Seems like life anticipated art!

Jun-25-09  Bridgeburner: <vonKrolock>

You mean <Akiba Heller>!

Jul-14-09  brankat: Overall, the article <Bridgeburner> provided is a fair one, I think, despite a lack of details, and some minor inaccuracies. ( Dr Euwe, the former chess grandmaster: Dr.Bronstein; Dr.Widmer...) The author, obviously is not a chess historian.
Premium Chessgames Member
  Benzol: I hope that the games he played against his father around 1946/47 eventually become available.
May-05-12  Karpova: Gerd Stein in 'From Beat Scene Poet to Psychedelic Multi-Media Artist in San Francisco and beyond: 1948-1978' (UC Berkeley 2001):

<We were living on 101st Street and Columbus Avenue in a railroad flat, and for a long time we had someone living with us whose name was Sami Rubinstein - no relation to that other Rubinstein. Sami was from Belgium, and he was the son of a world-famous chess player named Akiva Rubinstein. He also was a chess player. He didn't have any money, but he would go down to the Marshall Chess Club and play and come home with a few dollars all the time. He was not his father's equal, but he was tops.

He was an artist; he drew like Rembrandt - and I do not mean to put them on an equal level. By "like Rembrandt," I mean that he drew in that style. He knew all Rembrandt's work, particularly the drawings. He would draw portraits of you in that style, and they were fantastic...>

Source: Page 378 of J. Donaldson and N. Minev 'The Life and Games of Akiva Rubinstein - Volume 2: The Later Years', 2nd edition, Milford, USA, 2011.

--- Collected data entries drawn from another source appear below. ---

//! Face-vertex triangle mesh container.
//!
//! [`TriangleMesh`] stores vertex positions and triangles as plain indexed
//! arrays. Unlike connectivity-based representations, it happily holds the
//! duplicated and degenerate triangles that vertex welding produces, which is
//! exactly what the welding pipeline needs: triangles are never deduplicated
//! and a collapsed triangle such as `[4, 4, 4]` is legal.
//!
//! # Example
//!
//! ```
//! use smelt::mesh::TriangleMesh;
//! use nalgebra::Point3;
//!
//! let mesh = TriangleMesh::from_vertices_and_triangles(
//!     vec![
//!         Point3::new(0.0, 0.0, 0.0),
//!         Point3::new(1.0, 0.0, 0.0),
//!         Point3::new(0.5, 1.0, 0.0),
//!     ],
//!     vec![[0, 1, 2]],
//! )
//! .unwrap();
//!
//! assert_eq!(mesh.num_vertices(), 3);
//! assert_eq!(mesh.num_triangles(), 1);
//! ```

use nalgebra::{Point3, Vector3};

use crate::error::{MeshError, Result};

/// A triangle mesh with vertices and triangles represented by indices into
/// the vertex list.
///
/// Vertex ids are dense: the id of a vertex is its position in `vertices`.
/// Normals and colors are optional per-vertex attributes; when present they
/// have the same length as `vertices`. Colors are RGB with components in
/// `[0, 1]`.
#[derive(Debug, Clone, Default)]
pub struct TriangleMesh {
    /// Vertex positions.
    pub vertices: Vec<Point3<f64>>,
    /// Triangles as ordered triples of vertex ids.
    pub triangles: Vec<[usize; 3]>,
    /// Optional per-vertex normals.
    pub normals: Option<Vec<Vector3<f64>>>,
    /// Optional per-vertex RGB colors in `[0, 1]`.
    pub colors: Option<Vec<Vector3<f64>>>,
}

impl TriangleMesh {
    /// Create a new empty mesh.
    pub fn new() -> Self {
        Self::default()
    }

    /// Create a mesh from vertices and triangles, validating that every
    /// triangle references a valid vertex id.
    pub fn from_vertices_and_triangles(
        vertices: Vec<Point3<f64>>,
        triangles: Vec<[usize; 3]>,
    ) -> Result<Self> {
        for (t, triangle) in triangles.iter().enumerate() {
            for &v in triangle {
                if v >= vertices.len() {
                    return Err(MeshError::InvalidVertexIndex {
                        triangle: t,
                        vertex: v,
                    });
                }
            }
        }
        Ok(Self {
            vertices,
            triangles,
            normals: None,
            colors: None,
        })
    }

    /// Get the number of vertices.
    pub fn num_vertices(&self) -> usize {
        self.vertices.len()
    }

    /// Get the number of triangles.
    pub fn num_triangles(&self) -> usize {
        self.triangles.len()
    }

    /// Check if the mesh has no vertices.
    pub fn is_empty(&self) -> bool {
        self.vertices.is_empty()
    }

    /// Axis-aligned bounding box as `(min, max)`, or `None` for an empty mesh.
    pub fn bounding_box(&self) -> Option<(Point3<f64>, Point3<f64>)> {
        let first = *self.vertices.first()?;
        let mut min = first;
        let mut max = first;
        for v in &self.vertices[1..] {
            min = Point3::new(min.x.min(v.x), min.y.min(v.y), min.z.min(v.z));
            max = Point3::new(max.x.max(v.x), max.y.max(v.y), max.z.max(v.z));
        }
        Some((min, max))
    }

    /// Compute area-weighted vertex normals and store them on the mesh.
    ///
    /// Each triangle contributes its (unnormalized) cross-product normal to
    /// its three corners; the per-vertex sums are then normalized. Vertices
    /// not referenced by any non-degenerate triangle get a zero normal.
    pub fn compute_vertex_normals(&mut self) {
        let mut normals = vec![Vector3::zeros(); self.vertices.len()];

        for triangle in &self.triangles {
            let p0 = self.vertices[triangle[0]];
            let p1 = self.vertices[triangle[1]];
            let p2 = self.vertices[triangle[2]];
            let face_normal = (p1 - p0).cross(&(p2 - p0)); // area-weighted

            normals[triangle[0]] += face_normal;
            normals[triangle[1]] += face_normal;
            normals[triangle[2]] += face_normal;
        }

        for n in &mut normals {
            let len = n.norm();
            if len > 1e-10 {
                *n /= len;
            }
        }

        self.normals = Some(normals);
    }

    /// Append a polygonal face, triangulating it by ear clipping.
    ///
    /// Triangles are appended as-is; larger polygons are decomposed into
    /// `polygon.len() - 2` triangles. Polygons with fewer than three vertices
    /// are ignored. All indices must be valid vertex ids.
    pub fn add_polygon(&mut self, polygon: &[usize]) {
        match polygon.len() {
            0..=2 => {}
            3 => self.triangles.push([polygon[0], polygon[1], polygon[2]]),
            _ => self.ear_clip(polygon),
        }
    }

    /// Ear-clipping triangulation of a (possibly non-convex) planar polygon.
    ///
    /// Convexity and containment tests are made against the polygon's Newell
    /// normal. If no ear can be found (collinear or otherwise degenerate
    /// input), the remainder is fan-triangulated so that every input polygon
    /// still contributes `n - 2` triangles.
    fn ear_clip(&mut self, polygon: &[usize]) {
        let normal = newell_normal(&self.vertices, polygon);
        let mut remaining: Vec<usize> = polygon.to_vec();

        while remaining.len() > 3 {
            let n = remaining.len();
            let mut clipped = false;

            for i in 0..n {
                let prev = remaining[(i + n - 1) % n];
                let cur = remaining[i];
                let next = remaining[(i + 1) % n];

                let a = self.vertices[prev];
                let b = self.vertices[cur];
                let c = self.vertices[next];

                // Reflex corners cannot be ears.
                if (b - a).cross(&(c - b)).dot(&normal) <= 0.0 {
                    continue;
                }

                let blocked = remaining
                    .iter()
                    .filter(|&&v| v != prev && v != cur && v != next)
                    .any(|&v| point_in_triangle(self.vertices[v], a, b, c, &normal));
                if blocked {
                    continue;
                }

                self.triangles.push([prev, cur, next]);
                remaining.remove(i);
                clipped = true;
                break;
            }

            if !clipped {
                // Degenerate remainder: fall back to a fan.
                for i in 1..remaining.len() - 1 {
                    self.triangles
                        .push([remaining[0], remaining[i], remaining[i + 1]]);
                }
                return;
            }
        }

        self.triangles
            .push([remaining[0], remaining[1], remaining[2]]);
    }
}

/// Polygon normal by Newell's method (robust for non-planar input).
fn newell_normal(vertices: &[Point3<f64>], polygon: &[usize]) -> Vector3<f64> {
    let mut normal = Vector3::zeros();
    for i in 0..polygon.len() {
        let p = vertices[polygon[i]];
        let q = vertices[polygon[(i + 1) % polygon.len()]];
        normal.x += (p.y - q.y) * (p.z + q.z);
        normal.y += (p.z - q.z) * (p.x + q.x);
        normal.z += (p.x - q.x) * (p.y + q.y);
    }
    normal
}

/// Test whether `p` lies strictly inside triangle `(a, b, c)` when viewed
/// along `normal`.
fn point_in_triangle(
    p: Point3<f64>,
    a: Point3<f64>,
    b: Point3<f64>,
    c: Point3<f64>,
    normal: &Vector3<f64>,
) -> bool {
    let s0 = (b - a).cross(&(p - a)).dot(normal);
    let s1 = (c - b).cross(&(p - b)).dot(normal);
    let s2 = (a - c).cross(&(p - c)).dot(normal);
    s0 > 0.0 && s1 > 0.0 && s2 > 0.0
}

#[cfg(test)]
mod tests {
    use super::*;

    fn unit_square() -> Vec<Point3<f64>> {
        vec![
            Point3::new(0.0, 0.0, 0.0),
            Point3::new(1.0, 0.0, 0.0),
            Point3::new(1.0, 1.0, 0.0),
            Point3::new(0.0, 1.0, 0.0),
        ]
    }

    #[test]
    fn test_construction_validates_indices() {
        let err = TriangleMesh::from_vertices_and_triangles(unit_square(), vec![[0, 1, 7]])
            .unwrap_err();
        match err {
            MeshError::InvalidVertexIndex { triangle, vertex } => {
                assert_eq!(triangle, 0);
                assert_eq!(vertex, 7);
            }
            other => panic!("unexpected error: {other:?}"),
        }
    }

    #[test]
    fn test_bounding_box() {
        let mesh =
            TriangleMesh::from_vertices_and_triangles(unit_square(), vec![[0, 1, 2]]).unwrap();
        let (min, max) = mesh.bounding_box().unwrap();
        assert_eq!(min, Point3::new(0.0, 0.0, 0.0));
        assert_eq!(max, Point3::new(1.0, 1.0, 0.0));

        assert!(TriangleMesh::new().bounding_box().is_none());
    }

    #[test]
    fn test_quad_ear_clips_into_two_triangles() {
        let mut mesh = TriangleMesh {
            vertices: unit_square(),
            ..TriangleMesh::new()
        };
        mesh.add_polygon(&[0, 1, 2, 3]);
        assert_eq!(mesh.num_triangles(), 2);

        // Both diagonals of a square split it into triangles of area 1/2 each.
        let total: f64 = mesh
            .triangles
            .iter()
            .map(|t| {
                let [a, b, c] = [mesh.vertices[t[0]], mesh.vertices[t[1]], mesh.vertices[t[2]]];
                (b - a).cross(&(c - a)).norm() * 0.5
            })
            .sum();
        assert!((total - 1.0).abs() < 1e-12);
    }

    #[test]
    fn test_concave_polygon_ear_clipping() {
        // An arrowhead: vertex 3 is reflex, so the fan from vertex 0 would
        // leave the polygon but ear clipping must not.
        let vertices = vec![
            Point3::new(0.0, 0.0, 0.0),
            Point3::new(2.0, 0.0, 0.0),
            Point3::new(2.0, 2.0, 0.0),
            Point3::new(1.0, 0.5, 0.0),
            Point3::new(0.0, 2.0, 0.0),
        ];
        let mut mesh = TriangleMesh {
            vertices,
            ..TriangleMesh::new()
        };
        mesh.add_polygon(&[0, 1, 2, 3, 4]);
        assert_eq!(mesh.num_triangles(), 3);

        // Total area must match the shoelace area of the polygon.
        let total: f64 = mesh
            .triangles
            .iter()
            .map(|t| {
                let [a, b, c] = [mesh.vertices[t[0]], mesh.vertices[t[1]], mesh.vertices[t[2]]];
                (b - a).cross(&(c - a)).norm() * 0.5
            })
            .sum();
        assert!((total - 2.5).abs() < 1e-12, "area was {total}");
    }

    #[test]
    fn test_short_polygons_ignored() {
        let mut mesh = TriangleMesh {
            vertices: unit_square(),
            ..TriangleMesh::new()
        };
        mesh.add_polygon(&[0, 1]);
        assert_eq!(mesh.num_triangles(), 0);
    }

    #[test]
    fn test_vertex_normals_flat_grid() {
        let mut mesh =
            TriangleMesh::from_vertices_and_triangles(unit_square(), vec![[0, 1, 2], [0, 2, 3]])
                .unwrap();
        mesh.compute_vertex_normals();

        let normals = mesh.normals.as_ref().unwrap();
        assert_eq!(normals.len(), 4);
        for n in normals {
            assert!((n - Vector3::new(0.0, 0.0, 1.0)).norm() < 1e-12);
        }
    }
}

Jun-26-13  JimNorCal: A note from the author's preface to Vienna 1922 (Larry Evans): "...I had indirect contact with Rubinstein through his youngest son Sammy who visited me in New York around 1950, and he never mentioned having spent time in a Nazi concentration camp. He asked to borrow my copy of Teplitz-Schonau 1922 where his father had finished fifth. It was a thick tournament book that I fully expected him to return before he went back to Belgium and I was miffed when he kept it....Over the years I learned that Sammy had won the championship of Brussels, and from time to time I vaguely wondered if I'd ever see my book again. Out of the blue, before Sammy died in 2002, I got a battered parcel in the mail from Belgium- the book I had lent him a half century earlier! In retrospect I'm glad he made good use of it and like to think he savored those dog-eared pages with his father."
Jul-26-20  W Westerlund: I know of an anecdote in which Rubinstein played a game in an insignificant tournament against a young, unpromising player. It was the main variation of a Pirc (Nf3, Be2, O-O ... like Karpov used to play against the Pirc). After 20 or so moves Rubinstein was not better and after 30 or so moves, his position had not improved, on the contrary, he had tried in vain to mount an attack on the King. Realising that things look bleak, he asked his opponent if and what he would like to drink. This is probably against the rules now, but in the old days it was common courtesy. His opponent said he would have a coke. Rubinstein disappeared to the bar and returned with two trappistes - heavy stuff made in a monastery brewery. At this point, something broke in the opponent. If Rubinstein thought that this was the way to beat him, he would show him! Fifteen or so moves later on Rubinstein finally resigned.